A service instance executes in an expected environment, i.e.,
- the file system should be up-to-date and uncorrupted,
- the service should only compute on a computer that is part of a given cluster, and
- the hardware and the firmware of the CPUs should be up-to-date without any known vulnerabilities.
We aim to protect an application by ensuring only service instances executing the expected code in the desired environment:
- can get access to their secrets and their configuration (e.g., arguments, environment variables, and configuration files), and
- can only then join the confidential service mesh of the application.
A confidential service mesh ensures that only trusted service instances can communicate with each other. Attestation provides this property.
Attesting Service S
The first level of protection against potential attacks on a service instance S is the attestation of S. The attestation ensures that the application code is up-to-date and unmodified, its configuration has not been modified, and the hardware is patched against all known vulnerabilities.
To achieve this, each enclave runs in the context of a security policy: the policy defines the expectation regarding the code and environment of the service instance that executes in the enclave. Only after a successful attestation in which the aspects described in the policy have been attested will service instance S be provisioned with its secrets - like the keys to decrypt the filesystem.
The current version of the security policy is described here. Service instance S runs under the policy SP with a unique policy ID: the policy ID consists of the public key (aka
cas_key) of the policy engine, i.e., SCONE CAS identified, and its policy name (aka session). (See details:
- One or more MrEnclaves identify the initial state of the service instance running inside an SGX enclave, i.e., a list of permitted hash values of the initial state of the enclave (see details).
- A product ID and a minimum security version, and
- A public key that needs to sign the binary of S.
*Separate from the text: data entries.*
//! Document persistence for the relay server.
//!
//! The relay serves documents from memory and keeps a copy on disk so a
//! restart does not orphan the objects stored next to it.
//!
//! ## Storage Layout
//!
//! - `{data_dir}/documents.json`: every topic and post, comments inline
//! - `{data_dir}/objects/`: uploaded files (see `FileObjectStore`)
//!
//! The document file is rewritten after every successful write, through a
//! temporary file renamed over the previous copy.

use std::io::ErrorKind;
use std::path::{Path, PathBuf};
use std::sync::Mutex;
use topicboard::remote::{DocumentSnapshot, MemoryDocumentStore};
use tracing::{debug, info};

/// Document file name inside the data directory.
const DOCUMENTS_FILE: &str = "documents.json";

/// JSON file backed copy of the relay's documents.
#[derive(Debug)]
pub struct DocumentPersistence {
    path: PathBuf,
    /// Serializes saves so an older copy never replaces a newer one.
    write_lock: Mutex<()>,
}

impl DocumentPersistence {
    /// Creates a persistence manager storing under `data_dir`.
    pub fn with_data_dir(data_dir: impl AsRef<Path>) -> Result<Self, String> {
        let data_dir = data_dir.as_ref();
        std::fs::create_dir_all(data_dir)
            .map_err(|e| format!("Failed to create data directory {:?}: {}", data_dir, e))?;
        Ok(Self {
            path: data_dir.join(DOCUMENTS_FILE),
            write_lock: Mutex::new(()),
        })
    }

    pub fn path(&self) -> &Path {
        &self.path
    }

    /// Loads the saved documents, or an empty store when nothing was saved.
    pub fn load(&self) -> Result<MemoryDocumentStore, String> {
        let bytes = match std::fs::read(&self.path) {
            Ok(bytes) => bytes,
            Err(e) if e.kind() == ErrorKind::NotFound => {
                info!("No saved documents at {:?}, starting empty", self.path);
                return Ok(MemoryDocumentStore::new());
            }
            Err(e) => return Err(format!("Failed to read {:?}: {}", self.path, e)),
        };

        let snapshot: DocumentSnapshot = serde_json::from_slice(&bytes)
            .map_err(|e| format!("Failed to parse {:?}: {}", self.path, e))?;
        info!(
            "Loaded {} topics and {} posts from {:?}",
            snapshot.topics.len(),
            snapshot.posts.len(),
            self.path
        );
        Ok(MemoryDocumentStore::from_snapshot(snapshot))
    }

    /// Writes the current contents of `documents`.
    pub fn save(&self, documents: &MemoryDocumentStore) -> Result<(), String> {
        let _guard = self.write_lock.lock().unwrap_or_else(|p| p.into_inner());
        let snapshot = documents.export();
        let bytes = serde_json::to_vec(&snapshot)
            .map_err(|e| format!("Failed to serialize documents: {}", e))?;

        let temp = self.path.with_extension("json.tmp");
        std::fs::write(&temp, &bytes)
            .map_err(|e| format!("Failed to write {:?}: {}", temp, e))?;
        std::fs::rename(&temp, &self.path)
            .map_err(|e| format!("Failed to replace {:?}: {}", self.path, e))?;

        debug!(
            "Saved {} topics and {} posts",
            snapshot.topics.len(),
            snapshot.posts.len()
        );
        Ok(())
    }
}
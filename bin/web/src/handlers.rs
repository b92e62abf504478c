//! Board page, form handlers and the live update stream.

use crate::csrf::{
    ensure_session_id, get_csrf_token, validate_csrf_token, CsrfOnlyForm, CsrfProtectedForm,
};
use crate::session::{session_device_id, set_alert, take_alert, SharedBoardSession};
use crate::AppState;
use axum::{
    extract::{Form, Multipart, Path as AxumPath, State},
    http::StatusCode,
    response::{
        sse::{Event, KeepAlive, Sse},
        Html, IntoResponse, Redirect,
    },
    Json,
};
use futures::stream::{self, Stream, StreamExt};
use serde::Deserialize;
use std::convert::Infallible;
use tokio_stream::wrappers::WatchStream;
use topicboard::board::{ImageUpload, PostDraft, SubmissionPhase, SubmitStep};
use topicboard::constants::{
    ALERT_ADD_COMMENT_FAILED, ALERT_ADD_POST_FAILED, ALERT_ADD_TOPIC_FAILED,
    ALERT_DELETE_COMMENT_FAILED, ALERT_DELETE_POST_FAILED,
};
use topicboard::render::{render_board, render_posts_fragment, PageContext};
use topicboard::types::{AuthorType, RecordId};
use tower_sessions::Session;
use tracing::{error, info, instrument, warn};

/// Form data for selecting or adding a topic
#[derive(Debug, Deserialize)]
pub struct TopicNameForm {
    name: String,
}

/// Form data for adding a comment
#[derive(Debug, Deserialize)]
pub struct CommentForm {
    content: String,
    author_type: String,
}

fn parse_id(raw: &str) -> Result<RecordId, StatusCode> {
    raw.parse().map_err(|_| {
        warn!("Invalid record id in path: {}", raw);
        StatusCode::BAD_REQUEST
    })
}

/// Opens the board client for this browser session.
async fn open_board(app: &AppState, session: &Session) -> Result<SharedBoardSession, StatusCode> {
    let session_id = ensure_session_id(session).await?;
    let device_id = session_device_id(session).await?;
    app.boards.open(&session_id, &device_id).await.map_err(|e| {
        error!("Failed to start board client: {}", e);
        StatusCode::INTERNAL_SERVER_ERROR
    })
}

/// Board page
#[instrument(skip(app, session))]
pub async fn board_page(
    State(app): State<AppState>,
    session: Session,
) -> Result<Html<String>, StatusCode> {
    let csrf_token = get_csrf_token(&session, &app.csrf_store).await?;
    let board = open_board(&app, &session).await?;
    let mut board = board.lock().await;

    if let Err(e) = board.client.sync().await {
        warn!("Failed to refresh board: {}", e);
    }

    let context = PageContext {
        csrf_token,
        viewer: board.client.device_id().to_string(),
        captcha_site_key: app.config.captcha_site_key.clone(),
        alert: take_alert(&session).await,
        draft: board.draft.clone(),
    };
    let html = render_board(board.client.state(), &board.client.feed().snapshot(), context)
        .map_err(|e| {
            error!("Failed to render board template: {}", e);
            StatusCode::INTERNAL_SERVER_ERROR
        })?;
    Ok(Html(html))
}

/// Switch the active topic
#[instrument(skip(app, session, form))]
pub async fn select_topic(
    State(app): State<AppState>,
    session: Session,
    Form(form): Form<CsrfProtectedForm<TopicNameForm>>,
) -> Result<Redirect, StatusCode> {
    if !form.validate(&session, &app.csrf_store) {
        warn!("CSRF validation failed for topic selection");
        return Err(StatusCode::FORBIDDEN);
    }

    let board = open_board(&app, &session).await?;
    let mut board = board.lock().await;
    if let Err(e) = board.client.sync().await {
        warn!("Failed to refresh board: {}", e);
    }

    let previous = board.client.state().active_topic.clone();
    match board.client.select_topic(&form.data.name).await {
        Ok(()) if previous != form.data.name => board.clear_draft(),
        Ok(()) => {}
        Err(e) => {
            warn!("Failed to select topic '{}': {}", form.data.name, e);
            set_alert(&session, e.alert_text()).await;
        }
    }
    Ok(Redirect::to("/"))
}

/// Add a topic
#[instrument(skip(app, session, form))]
pub async fn add_topic(
    State(app): State<AppState>,
    session: Session,
    Form(form): Form<CsrfProtectedForm<TopicNameForm>>,
) -> Result<Redirect, StatusCode> {
    if !form.validate(&session, &app.csrf_store) {
        warn!("CSRF validation failed for topic creation");
        return Err(StatusCode::FORBIDDEN);
    }

    let board = open_board(&app, &session).await?;
    let mut board = board.lock().await;
    match board.client.add_topic(&form.data.name).await {
        Ok(topic) => info!("Added topic '{}'", topic.name),
        Err(e) => {
            warn!("Failed to add topic '{}': {}", form.data.name, e);
            set_alert(&session, e.alert_or(ALERT_ADD_TOPIC_FAILED)).await;
        }
    }
    Ok(Redirect::to("/"))
}

/// One press of the post form's submit control
#[instrument(skip(app, session, multipart))]
pub async fn create_post(
    State(app): State<AppState>,
    session: Session,
    mut multipart: Multipart,
) -> Result<Redirect, StatusCode> {
    let mut csrf_token = String::new();
    let mut content = String::new();
    let mut captcha_token: Option<String> = None;
    let mut image: Option<ImageUpload> = None;

    while let Some(field) = multipart.next_field().await.map_err(|e| {
        error!("Failed to read multipart field: {:?}", e);
        StatusCode::BAD_REQUEST
    })? {
        let field_name = field.name().unwrap_or("").to_string();

        match field_name.as_str() {
            "csrf_token" => {
                csrf_token = field.text().await.map_err(|e| {
                    error!("Failed to read CSRF token: {:?}", e);
                    StatusCode::BAD_REQUEST
                })?;
            }
            "content" => {
                content = field.text().await.map_err(|e| {
                    error!("Failed to read post content: {:?}", e);
                    StatusCode::BAD_REQUEST
                })?;
            }
            "captcha_token" => {
                captcha_token = Some(field.text().await.map_err(|e| {
                    error!("Failed to read CAPTCHA token: {:?}", e);
                    StatusCode::BAD_REQUEST
                })?);
            }
            "image" => {
                let file_name = field.file_name().unwrap_or("").to_string();
                let content_type = field
                    .content_type()
                    .unwrap_or("application/octet-stream")
                    .to_string();
                let bytes = field.bytes().await.map_err(|e| {
                    error!("Failed to read image data: {:?}", e);
                    StatusCode::BAD_REQUEST
                })?;
                // An empty file input still sends an empty part.
                if !bytes.is_empty() {
                    image = Some(ImageUpload {
                        file_name,
                        content_type,
                        bytes: bytes.to_vec(),
                    });
                }
            }
            _ => {
                continue;
            }
        }
    }

    if !validate_csrf_token(&session, &app.csrf_store, &csrf_token) {
        warn!("CSRF validation failed for post submission");
        return Err(StatusCode::FORBIDDEN);
    }

    let board = open_board(&app, &session).await?;
    let mut board = board.lock().await;
    if let Err(e) = board.client.sync().await {
        warn!("Failed to refresh board: {}", e);
    }

    let image = image.or_else(|| board.pending_image.take());
    if let SubmissionPhase::AwaitingVerification { widget } = &board.client.state().phase {
        if let Err(e) = app
            .boards
            .captcha()
            .record_response(widget, captcha_token.as_deref())
        {
            warn!("Dropping CAPTCHA response: {}", e);
        }
    }

    let mut draft = PostDraft::new(content.clone());
    if let Some(image) = image.clone() {
        draft = draft.with_image(image);
    }

    match board.client.submit_post(draft).await {
        Ok(SubmitStep::ChallengeShown { .. }) => {
            board.draft = content;
            board.pending_image = image;
        }
        Ok(SubmitStep::Posted { post, warning }) => {
            info!("Post {} added to '{}'", post.id.short(), post.topic);
            board.clear_draft();
            if let Some(warning) = warning {
                set_alert(&session, warning).await;
            }
        }
        Err(e) => {
            warn!("Failed to add post: {}", e);
            board.draft = content;
            board.pending_image = None;
            set_alert(&session, e.alert_or(ALERT_ADD_POST_FAILED)).await;
        }
    }
    Ok(Redirect::to("/"))
}

/// Delete one of this device's posts
#[instrument(skip(app, session, form))]
pub async fn delete_post(
    State(app): State<AppState>,
    session: Session,
    AxumPath(post_id): AxumPath<String>,
    Form(form): Form<CsrfOnlyForm>,
) -> Result<Redirect, StatusCode> {
    if !validate_csrf_token(&session, &app.csrf_store, &form.csrf_token) {
        warn!("CSRF validation failed for post deletion");
        return Err(StatusCode::FORBIDDEN);
    }
    let post_id = parse_id(&post_id)?;

    let board = open_board(&app, &session).await?;
    let board = board.lock().await;
    if let Err(e) = board.client.delete_post(&post_id).await {
        warn!("Failed to delete post {}: {}", post_id.short(), e);
        set_alert(&session, e.alert_or(ALERT_DELETE_POST_FAILED)).await;
    }
    Ok(Redirect::to("/"))
}

/// Comment on a post
#[instrument(skip(app, session, form))]
pub async fn add_comment(
    State(app): State<AppState>,
    session: Session,
    AxumPath(post_id): AxumPath<String>,
    Form(form): Form<CsrfProtectedForm<CommentForm>>,
) -> Result<Redirect, StatusCode> {
    if !form.validate(&session, &app.csrf_store) {
        warn!("CSRF validation failed for comment");
        return Err(StatusCode::FORBIDDEN);
    }
    let post_id = parse_id(&post_id)?;

    let board = open_board(&app, &session).await?;
    let board = board.lock().await;
    let result = match form.data.author_type.parse::<AuthorType>() {
        Ok(author_type) => {
            board
                .client
                .add_comment(&post_id, &form.data.content, author_type)
                .await
        }
        Err(e) => Err(e),
    };
    if let Err(e) = result {
        warn!("Failed to add comment to {}: {}", post_id.short(), e);
        set_alert(&session, e.alert_or(ALERT_ADD_COMMENT_FAILED)).await;
    }
    Ok(Redirect::to("/"))
}

/// Remove one of this device's comments
#[instrument(skip(app, session, form))]
pub async fn remove_comment(
    State(app): State<AppState>,
    session: Session,
    AxumPath((post_id, comment_id)): AxumPath<(String, String)>,
    Form(form): Form<CsrfOnlyForm>,
) -> Result<Redirect, StatusCode> {
    if !validate_csrf_token(&session, &app.csrf_store, &form.csrf_token) {
        warn!("CSRF validation failed for comment removal");
        return Err(StatusCode::FORBIDDEN);
    }
    let post_id = parse_id(&post_id)?;
    let comment_id = parse_id(&comment_id)?;

    let board = open_board(&app, &session).await?;
    let board = board.lock().await;
    if let Err(e) = board.client.remove_comment(&post_id, &comment_id).await {
        warn!("Failed to delete comment {}: {}", comment_id.short(), e);
        set_alert(&session, e.alert_or(ALERT_DELETE_COMMENT_FAILED)).await;
    }
    Ok(Redirect::to("/"))
}

/// Renders the post list as a `posts` event.
async fn posts_event(board: SharedBoardSession, viewer: String, csrf_token: String) -> Event {
    let snapshot = board.lock().await.client.feed().snapshot();
    match render_posts_fragment(&snapshot, &viewer, &csrf_token) {
        // Carriage returns cannot be carried in an SSE data field.
        Ok(html) => Event::default().event("posts").data(html.replace('\r', "")),
        Err(e) => {
            error!("Failed to render posts fragment: {}", e);
            Event::default().event("posts").data("")
        }
    }
}

/// Live updates: a `posts` event with fresh list HTML after every post
/// delivery, a `topics` event after every topic delivery.
#[instrument(skip(app, session))]
pub async fn events(
    State(app): State<AppState>,
    session: Session,
) -> Result<Sse<impl Stream<Item = Result<Event, Infallible>>>, StatusCode> {
    let csrf_token = get_csrf_token(&session, &app.csrf_store).await?;
    let board = open_board(&app, &session).await?;
    let (post_changes, topic_changes, viewer) = {
        let guard = board.lock().await;
        (
            guard.client.post_changes(),
            guard.client.topic_changes(),
            guard.client.device_id().to_string(),
        )
    };

    let posts = WatchStream::from_changes(post_changes).then(move |_| {
        posts_event(board.clone(), viewer.clone(), csrf_token.clone())
    });
    let topics =
        WatchStream::from_changes(topic_changes).map(|_| Event::default().event("topics").data("changed"));

    let stream = stream::select(posts, topics).map(Ok);
    Ok(Sse::new(stream).keep_alive(KeepAlive::default()))
}

/// Health check
pub async fn health() -> impl IntoResponse {
    Json(serde_json::json!({
        "status": "ok",
        "service": "topicboard-web",
        "version": topicboard::VERSION
    }))
}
SCONE mitigates reuse attacks in which an adversary uses an enclave; its inner workings change with the help of an initial hostile configuration (e.g., by attesting to a different CAS using a policy under the control of an adversary) before the enclave is reused and reattested in the context of a policy by a different user. SCONE can ensure that an enclave is fresh, i.e., can only be attested to a single policy, i.e., can never be re-attested to a different policy even if the inner workings would of the enclaves would have changed.